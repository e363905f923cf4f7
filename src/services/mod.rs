//! # 비즈니스 로직 서비스
//!
//! HTTP나 DB에 묶이지 않는 순수 로직입니다.
//!
//! - `diff`: LCS 라인 diff, 통계, 패치 텍스트, 분할 보기
//! - `autosave`: 자동 저장 상태 머신과 주기 저장 세션
//! - `recovery`: 초안 복구 판단
//! - `text`: 단어/문자 수, 본문 해시

pub mod autosave;
pub mod diff;
pub mod recovery;
pub mod text;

== == ==

▸ ACTIVITY
Could every entry be given again exactly, with no line skipped?

▸ ANSWER TO THIS EXERCISE
repository e363905f923cf4f7
filename src/services/mod.rs
//! # 비즈니스 로직 서비스
//!
//! HTTP나 DB에 묶이지 않는 순수 로직입니다.
//!
//! - `diff`: LCS 라인 diff, 통계, 패치 텍스트, 분할 보기
//! - `autosave`: 자동 저장 상태 머신과 주기 저장 세션
//! - `recovery`: 초안 복구 판단
//! - `text`: 단어/문자 수, 본문 해시

pub mod autosave;
pub mod diff;
pub mod recovery;
pub mod text;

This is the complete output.